Su questa proporzione, che sfida il pericolo dell’essere inchiodati dentro la gabbia neoliberista, vi sono contributi recenti che hanno uno stretto e fecondo rapporto con la produzione teorica femminista. Per esempio il volume a cura di Catriona Mackenzie, Wendy Rogers e Susan Dodds, On vulnerability. New essays in ethics and feminist philosophy (Oxford university press, 2014), oppure Judith Butler che, da Vite precarie in avanti, non ha mai abbandonato l’argomento. Del resto, anche in Italia la discussione è interessante, non solo per ciò che è stato prodotto da Adriana Cavarero – non a caso la più significativa e attenta tra le interlocuzioni di Butler in questi anni – e, più di recente, da Tristana Dini nel suo La materiale vita (recensito su queste pagine l’11 gennaio).
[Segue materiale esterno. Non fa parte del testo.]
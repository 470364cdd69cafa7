//! GeminiConceptGenerator - REST implementation of the concept generator.
//!
//! One `generateContent` call per generation. Product research is delegated
//! to Gemini's `google_search` tool when a product URL is present.

use std::time::Duration;

use async_trait::async_trait;
use lens_core::concept::{ConceptGenerator, GeneratedConcepts, GenerationError, GenerationRequest};
use lens_core::config::{DEFAULT_GEMINI_MODEL, DEFAULT_REQUEST_TIMEOUT_SECS, GeneratorConfig};
use lens_core::product::INLINE_IMAGE_MIME_TYPE;
use reqwest::Client;
use serde::Serialize;
use serde_json::Value;

use crate::prompt;
use crate::response::{map_http_error, parse_generate_response, parse_retry_after};

const BASE_URL: &str = "https://generativelanguage.googleapis.com/v1beta/models";
const API_KEY_HEADER: &str = "x-goog-api-key";

/// Concept generator backed by the Gemini HTTP API.
#[derive(Clone)]
pub struct GeminiConceptGenerator {
    client: Client,
    api_key: String,
    model: String,
    base_url: String,
    timeout: Duration,
}

impl GeminiConceptGenerator {
    /// Creates a generator with the provided API key and model.
    pub fn new(api_key: impl Into<String>, model: impl Into<String>) -> Self {
        Self {
            client: Client::new(),
            api_key: api_key.into(),
            model: model.into(),
            base_url: BASE_URL.to_string(),
            timeout: Duration::from_secs(DEFAULT_REQUEST_TIMEOUT_SECS),
        }
    }

    /// Creates a generator from the `[generator]` config section.
    ///
    /// A blank model name falls back to the default model.
    pub fn from_config(api_key: impl Into<String>, config: &GeneratorConfig) -> Self {
        let model = if config.model.trim().is_empty() {
            DEFAULT_GEMINI_MODEL
        } else {
            config.model.trim()
        };
        Self::new(api_key, model).with_timeout(Duration::from_secs(config.timeout_secs))
    }

    /// Overrides the model after construction.
    pub fn with_model(mut self, model: impl Into<String>) -> Self {
        self.model = model.into();
        self
    }

    pub fn with_timeout(mut self, timeout: Duration) -> Self {
        self.timeout = timeout;
        self
    }

    /// Points the generator at another endpoint root, e.g. a proxy.
    pub fn with_base_url(mut self, base_url: impl Into<String>) -> Self {
        self.base_url = base_url.into().trim_end_matches('/').to_string();
        self
    }

    pub fn model(&self) -> &str {
        &self.model
    }

    /// The key travels in a header so it never shows up in URLs or errors.
    fn endpoint(&self) -> String {
        format!("{}/{}:generateContent", self.base_url, self.model)
    }

    async fn send_request(&self, body: &GenerateContentRequest) -> Result<Value, GenerationError> {
        let response = self
            .client
            .post(self.endpoint())
            .header(API_KEY_HEADER, &self.api_key)
            .timeout(self.timeout)
            .json(body)
            .send()
            .await
            .map_err(|err| {
                GenerationError::Network(format!(
                    "Gemini API request failed: {}",
                    err.without_url()
                ))
            })?;

        if !response.status().is_success() {
            let status = response.status();
            let retry_after = response
                .headers()
                .get("retry-after")
                .and_then(parse_retry_after);
            let body_text = response
                .text()
                .await
                .unwrap_or_else(|_| "Failed to read Gemini error body".to_string());
            return Err(map_http_error(status, &body_text, retry_after));
        }

        let text = response.text().await.map_err(|err| {
            GenerationError::Network(format!(
                "Failed to read Gemini response: {}",
                err.without_url()
            ))
        })?;
        serde_json::from_str(&text)
            .map_err(|err| GenerationError::Schema(format!("Gemini response is not JSON: {err}")))
    }
}

#[async_trait]
impl ConceptGenerator for GeminiConceptGenerator {
    async fn generate(
        &self,
        request: &GenerationRequest,
    ) -> Result<GeneratedConcepts, GenerationError> {
        let body = build_request(request)?;
        tracing::debug!(
            "[Gemini] generateContent model={} search={} image={}",
            self.model,
            !body.tools.is_empty(),
            request.product.product_image.is_some()
        );

        let payload = self.send_request(&body).await?;
        let generated = parse_generate_response(&payload)?;
        tracing::info!(
            "[Gemini] Received {} concept(s), {} source(s)",
            generated.drafts.len(),
            generated.sources.len()
        );
        Ok(generated)
    }
}

/// Assembles the request body for `request`.
fn build_request(request: &GenerationRequest) -> Result<GenerateContentRequest, GenerationError> {
    let product = &request.product;
    let instruction = prompt::system_instruction(product)
        .map_err(|err| GenerationError::InvalidRequest(format!("system instruction: {err}")))?;

    let mut parts = vec![Part::Text {
        text: prompt::user_prompt(request),
    }];
    if let Some(image) = &product.product_image {
        parts.push(Part::InlineData {
            inline_data: InlineDataPayload {
                mime_type: INLINE_IMAGE_MIME_TYPE.to_string(),
                data: image.inline_payload().to_string(),
            },
        });
    }

    let tools = if product.has_research_url() {
        vec![Tool::default()]
    } else {
        Vec::new()
    };

    Ok(GenerateContentRequest {
        contents: vec![Content {
            role: Some("user".to_string()),
            parts,
        }],
        system_instruction: Content {
            role: None,
            parts: vec![Part::Text { text: instruction }],
        },
        generation_config: GenerationConfig {
            response_mime_type: "application/json".to_string(),
            response_schema: prompt::response_schema(),
        },
        tools,
    })
}

#[derive(Serialize)]
#[serde(rename_all = "camelCase")]
struct GenerateContentRequest {
    contents: Vec<Content>,
    system_instruction: Content,
    generation_config: GenerationConfig,
    #[serde(skip_serializing_if = "Vec::is_empty")]
    tools: Vec<Tool>,
}

#[derive(Serialize)]
struct Content {
    #[serde(skip_serializing_if = "Option::is_none")]
    role: Option<String>,
    parts: Vec<Part>,
}

#[derive(Serialize)]
#[serde(untagged)]
enum Part {
    Text {
        text: String,
    },
    InlineData {
        #[serde(rename = "inlineData")]
        inline_data: InlineDataPayload,
    },
}

#[derive(Serialize)]
#[serde(rename_all = "camelCase")]
struct InlineDataPayload {
    mime_type: String,
    data: String,
}

#[derive(Serialize)]
#[serde(rename_all = "camelCase")]
struct GenerationConfig {
    response_mime_type: String,
    response_schema: Value,
}

#[derive(Serialize, Default)]
struct Tool {
    google_search: GoogleSearchTool,
}

#[derive(Serialize, Default)]
struct GoogleSearchTool {}

#[cfg(test)]
mod tests {
    use super::*;
    use lens_core::product::{EncodedImage, ProductDescriptor};
    use serde_json::json;

    fn body_json(request: &GenerationRequest) -> Value {
        serde_json::to_value(build_request(request).unwrap()).unwrap()
    }

    #[test]
    fn test_request_without_url_has_no_tools() {
        let product = ProductDescriptor {
            name: "Lamp".to_string(),
            ..Default::default()
        };
        let body = body_json(&GenerationRequest::new(product));

        assert!(body.get("tools").is_none());
        assert_eq!(body["contents"][0]["role"], "user");
        assert_eq!(body["contents"][0]["parts"].as_array().unwrap().len(), 1);
        assert_eq!(
            body["generationConfig"]["responseMimeType"],
            "application/json"
        );
        assert!(body["systemInstruction"].get("role").is_none());
        assert!(
            body["systemInstruction"]["parts"][0]["text"]
                .as_str()
                .unwrap()
                .contains("Lifestyle campaign")
        );
    }

    #[test]
    fn test_request_with_url_enables_search() {
        let product = ProductDescriptor {
            url: "https://shop.example/lamp".to_string(),
            ..Default::default()
        };
        let body = body_json(&GenerationRequest::new(product));
        assert_eq!(body["tools"], json!([{ "google_search": {} }]));
    }

    #[test]
    fn test_blank_url_does_not_enable_search() {
        let product = ProductDescriptor {
            name: "Lamp".to_string(),
            url: "   ".to_string(),
            ..Default::default()
        };
        let body = body_json(&GenerationRequest::new(product));
        assert!(body.get("tools").is_none());
    }

    #[test]
    fn test_image_sent_as_inline_jpeg_payload() {
        let product = ProductDescriptor {
            product_image: Some(EncodedImage::from_data_uri("data:image/png;base64,AAAA").unwrap()),
            ..Default::default()
        };
        let body = body_json(&GenerationRequest::new(product));
        assert_eq!(
            body["contents"][0]["parts"][1],
            json!({ "inlineData": { "mimeType": "image/jpeg", "data": "AAAA" } })
        );
    }

    #[test]
    fn test_from_config_blank_model_uses_default() {
        let config = GeneratorConfig {
            model: " ".to_string(),
            timeout_secs: 5,
        };
        let generator = GeminiConceptGenerator::from_config("key", &config);
        assert_eq!(generator.model(), DEFAULT_GEMINI_MODEL);
        assert_eq!(generator.timeout, Duration::from_secs(5));
    }

    #[tokio::test]
    async fn test_unreachable_endpoint_is_network_error() {
        let generator = GeminiConceptGenerator::new("key", "model")
            .with_base_url("http://127.0.0.1:9")
            .with_timeout(Duration::from_secs(2));
        let request = GenerationRequest::new(ProductDescriptor {
            name: "Lamp".to_string(),
            ..Default::default()
        });

        let err = generator.generate(&request).await.unwrap_err();
        assert!(matches!(err, GenerationError::Network(_)));
    }

    #[test]
    fn test_endpoint_does_not_carry_api_key() {
        let generator = GeminiConceptGenerator::new("SECRET-KEY-123", "gemini-2.5-flash")
            .with_base_url("http://127.0.0.1:9/");
        assert_eq!(
            generator.endpoint(),
            "http://127.0.0.1:9/gemini-2.5-flash:generateContent"
        );
    }

    #[tokio::test]
    async fn test_network_error_does_not_expose_api_key() {
        let generator = GeminiConceptGenerator::new("SECRET-KEY-123", "model")
            .with_base_url("http://127.0.0.1:9")
            .with_timeout(Duration::from_secs(2));
        let request = GenerationRequest::new(ProductDescriptor {
            name: "Lamp".to_string(),
            ..Default::default()
        });

        let err = generator.generate(&request).await.unwrap_err();
        assert!(!err.to_string().contains("SECRET-KEY-123"));
        assert!(!format!("{err:?}").contains("SECRET-KEY-123"));
    }
}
Il riferimento ulteriore è adesso quello consegnatoci da Wanda Tommasi nel suo Ciò che non dipende da me. Vulnerabilità e desiderio nel soggetto contemporaneo (Liguori editore, pp. 124, euro 12,99).
Una dichiarazione di intenti fin dal titolo, emblematico e necessario quanto l’intero libro che andrebbe affrontato nei suoi dettagli, a partire dal riconoscimento di non bastarsi, di non essere padroni della propria sorte, di non avere il controllo ma di essere in balia di un «esterno» che può nuocerci o comunque mutare il corso di ciò che immaginavamo imperturbabile.
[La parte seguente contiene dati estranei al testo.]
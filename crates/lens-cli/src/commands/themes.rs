use colored::Colorize;
use lens_core::product::SeasonalTheme;
use strum::IntoEnumIterator;

pub fn run() {
    println!("{}", "Seasonal themes".bold());
    for theme in SeasonalTheme::iter() {
        println!(
            "  {:<12} {}",
            theme.to_string().bright_white(),
            theme.label().bright_black()
        );
    }
    println!();
    println!(
        "{}",
        "Pass one with --theme, or any free-text theme of your own.".bright_black()
    );
}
È una esperienza transitoria oppure racconta di uno statuto del soggetto a cui è impossibile sottrarsi? Collocato agli antipodi del progetto di controllo stabilito dagli stoici, il soggetto contemporaneo secondo Tommasi «è attraversato da forze che lo spingono fuori di sé e che ne rivelano la dipendenza dagli altri e dagli eventi ingovernabili della sorte. Non è una posizione comoda».

Scosso fin dalle sue fondamenta, trafitto dal desiderio, sensibile alle emozioni e agitato dalle passioni, questo particolare soggetto è sessuato ed è ciò che interpella sia l’esistenza singolare – con cui ciascuna e ciascuno di noi fa i conti – ma anche una dimensione più generale, quando cioè si presta attenzione all’esistenza altrui.
Sono la psicoanalisi e il femminismo, secondo l’autrice, che contribuiscono a delineare la stoffa del soggetto marcato da una «intima estraneità».